The CAG had warned: “The State’s policy on hydro-power projects was silent on the vital issue of maintaining downstream flow in the diversion reach, …physical verification of four out of five operational projects, showed that river-beds downstream had almost completely dried up.” A new Saraswati in the making! The Auditors also remarked: “Negligence of environmental concerns was obvious as the muck generated from excavation and construction activities, was being openly dumped into the rivers contributing to increase in the turbidity of water.” It has now happened on a large scale after the June 16 and 17 torrential rains.
ForThe Hindu article, a resident told the reporter: “Though residents were saved, cattle were killed under the silt. Quintals of fish that the river brought along are also rotting under the debris.” It appears that every person passing by the site could smell the rotten flesh. The CAG had concluded: “The individual and cumulative impact on the downstream river flow should be seriously considered to ensure that the projects do not result in disastrous impact on the environment.” Now, it is too late. Yet, it was supposed to be a win-win situation!

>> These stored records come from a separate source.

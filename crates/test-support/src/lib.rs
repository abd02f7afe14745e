//! Shared fixtures for integration tests across the workspace.
//!
//! The helpers panic on failure; they are only meant for test code.
#![allow(clippy::missing_panics_doc)]

use std::io::Write;
use std::sync::Arc;

use engine::{GroupFolders, GroupFoldersBuilder};
use folders::MemoryDirectory;
use permissions::{FolderId, PermissionMask};
use tempfile::NamedTempFile;

/// Shorthand masks used throughout the tests.
pub mod masks {
    use super::PermissionMask;

    /// Read.
    pub const R: PermissionMask = PermissionMask::READ;
    /// Update.
    pub const W: PermissionMask = PermissionMask::UPDATE;
    /// Create.
    pub const C: PermissionMask = PermissionMask::CREATE;
    /// Delete.
    pub const D: PermissionMask = PermissionMask::DELETE;
    /// Share.
    pub const S: PermissionMask = PermissionMask::SHARE;
    /// Everything.
    pub const ALL: PermissionMask = PermissionMask::ALL;
    /// Nothing.
    pub const NONE: PermissionMask = PermissionMask::NONE;
}

/// An engine together with the in-memory directory it reads memberships
/// from.
pub struct Fixture {
    /// Membership source; mutate it to simulate identity provider changes.
    pub directory: Arc<MemoryDirectory>,
    /// Engine under test.
    pub engine: GroupFolders,
}

impl Fixture {
    /// Engine with default settings over `groups`, given as
    /// `(group, members)` pairs.
    #[must_use]
    pub fn new(groups: &[(&str, &[&str])]) -> Self {
        Self::with(groups, |builder| builder)
    }

    /// Like [`Fixture::new`] but lets the caller adjust the builder.
    #[must_use]
    pub fn with(
        groups: &[(&str, &[&str])],
        configure: impl FnOnce(GroupFoldersBuilder) -> GroupFoldersBuilder,
    ) -> Self {
        let directory = Arc::new(directory(groups));
        let engine = configure(GroupFolders::builder(directory.clone()))
            .build()
            .expect("engine builds");
        Self { directory, engine }
    }

    /// Creates `mount_point` with each `(group, mask)` applicable.
    pub fn folder(&self, mount_point: &str, groups: &[(&str, PermissionMask)]) -> FolderId {
        let id = self.engine.create_folder(mount_point).expect("create folder");
        for (group, mask) in groups {
            self.engine
                .set_group_permissions(id, group, *mask)
                .expect("set group permissions");
        }
        id
    }

    /// Same as [`Fixture::folder`] with ACLs enabled.
    pub fn acl_folder(&self, mount_point: &str, groups: &[(&str, PermissionMask)]) -> FolderId {
        let id = self.folder(mount_point, groups);
        self.engine.set_folder_acl(id, true).expect("enable acl");
        id
    }

    /// Effective permission, panicking on error.
    pub fn permission(&self, user: &str, folder: FolderId, path: &str) -> PermissionMask {
        self.engine
            .resolve_effective_permission(user, folder, path)
            .expect("resolve permission")
    }
}

/// Directory holding `groups`, given as `(group, members)` pairs.
#[must_use]
pub fn directory(groups: &[(&str, &[&str])]) -> MemoryDirectory {
    let directory = MemoryDirectory::new();
    for (group, members) in groups {
        directory.add_group(group);
        for member in *members {
            directory.add_member(group, member);
        }
    }
    directory
}

/// Writes `content` to a temporary file that lives as long as the handle.
#[must_use]
pub fn write_config(content: &str) -> NamedTempFile {
    let mut file = NamedTempFile::new().expect("create temp file");
    file.write_all(content.as_bytes()).expect("write config");
    file.flush().expect("flush");
    file
}
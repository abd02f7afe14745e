use std::str::FromStr;

use super::known::KnownPermission;
use super::mask::PermissionMask;
use super::ParseMaskError;

impl FromStr for PermissionMask {
    type Err = ParseMaskError;

    /// Parses the textual forms accepted in configuration files.
    ///
    /// - decimal bits (`31`, `0`)
    /// - the keywords `all` and `none`
    /// - compact letters (`rucds`, `rw`, `-` for none)
    /// - names separated by `|`, `+` or `,` (`read|write`)
    fn from_str(input: &str) -> Result<Self, Self::Err> {
        let trimmed = input.trim();
        if trimmed.is_empty() {
            return Err(ParseMaskError::Empty);
        }

        if trimmed.bytes().all(|byte| byte.is_ascii_digit()) {
            let bits = trimmed
                .parse::<u32>()
                .map_err(|_| ParseMaskError::Invalid(trimmed.to_owned()))?;
            return Self::try_from(bits);
        }

        match trimmed.to_ascii_lowercase().as_str() {
            "all" => return Ok(Self::ALL),
            "none" | "-" => return Ok(Self::NONE),
            _ => {}
        }

        if trimmed.contains(['|', '+', ',']) {
            return trimmed
                .split(['|', '+', ','])
                .map(str::trim)
                .filter(|name| !name.is_empty())
                .map(|name| {
                    KnownPermission::from_name(name)
                        .map(KnownPermission::as_mask)
                        .ok_or_else(|| ParseMaskError::Invalid(name.to_owned()))
                })
                .collect();
        }

        if let Some(permission) = KnownPermission::from_name(trimmed) {
            return Ok(permission.as_mask());
        }

        trimmed
            .chars()
            .filter(|letter| *letter != '-')
            .map(|letter| {
                KnownPermission::from_letter(letter)
                    .map(KnownPermission::as_mask)
                    .ok_or(ParseMaskError::UnknownLetter(letter))
            })
            .collect()
    }
}

impl PermissionMask {
    /// Renders the compact letter form, using `-` for unset bits (`r-c--`).
    #[must_use]
    pub fn to_letters(self) -> String {
        KnownPermission::ALL
            .iter()
            .map(|permission| {
                if self.contains(permission.as_mask()) {
                    permission.letter()
                } else {
                    '-'
                }
            })
            .collect()
    }
}
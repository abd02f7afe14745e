#![deny(unsafe_code)]

use mimalloc::MiMalloc;

/// High-performance memory allocator for improved allocation throughput.
#[global_allocator]
static GLOBAL: MiMalloc = MiMalloc;

use std::{env, io, process::ExitCode};

fn main() -> ExitCode {
    let mut stdout = io::stdout().lock();
    let mut stderr = io::stderr().lock();
    cli::exit_code_from(cli::run(env::args_os(), &mut stdout, &mut stderr))
}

As information triggers through about the Himalayan devastation, news of the Vishnuprayag Hydro-electric Project was posted on the blog of two well-known environmentalists, Vimalbhai and Briharshraj Tadiyal. Remember, Vishnuprayag is one of the Panch Prayags (five confluences) of the Alaknanda river, and lies at the confluence of Alaknanda and Dhauliganga between Joshimath and Badrinath. It is located in Chamoli district of Uttarakhand. According to legend, Rishi Narada had a vision of Vishnu while meditating there. Of course, all this is not real, it is only mythology. Concrete alone is real nowadays. The environmentalists wrote: “When the waters rose, dam authorities failed to open all the gates of the dam. Due to this, a two km long reservoir was formed upstream of the dam. Pressure from the water broke the dam and went on to wipe out the Lambagad village market.” In 2012 already, some shops in Lambagad had been washed away when water was released inadvertently by the dam authorities. This time, the deluge from the upper reaches of Alaknanda buried the 400 MW Vishnupyrag HEP. Will the Government of Uttarakhand continue with its dam policy? Will politicians and ‘developers’ resist getting rich quickly?
Tragically, the same situation is bound to happen, probably on a larger scale, in Sikkim and Arunachal Pradesh. And what about the string of dams being built by the Chinese on the Yarlung Tsangpo (Siang/Brahmaputra) in Tibet? And if China constructs its purported mega-dam, where will the debris go? Will the situation be different on the Roof of the World than in Uttarakhand? It is probably worse due to the higher seismicity.
Has Mr Shivshankar Menon, the National Security Adviser, discussed the issue with his Chinese counterpart during their recent meeting in Beijing?”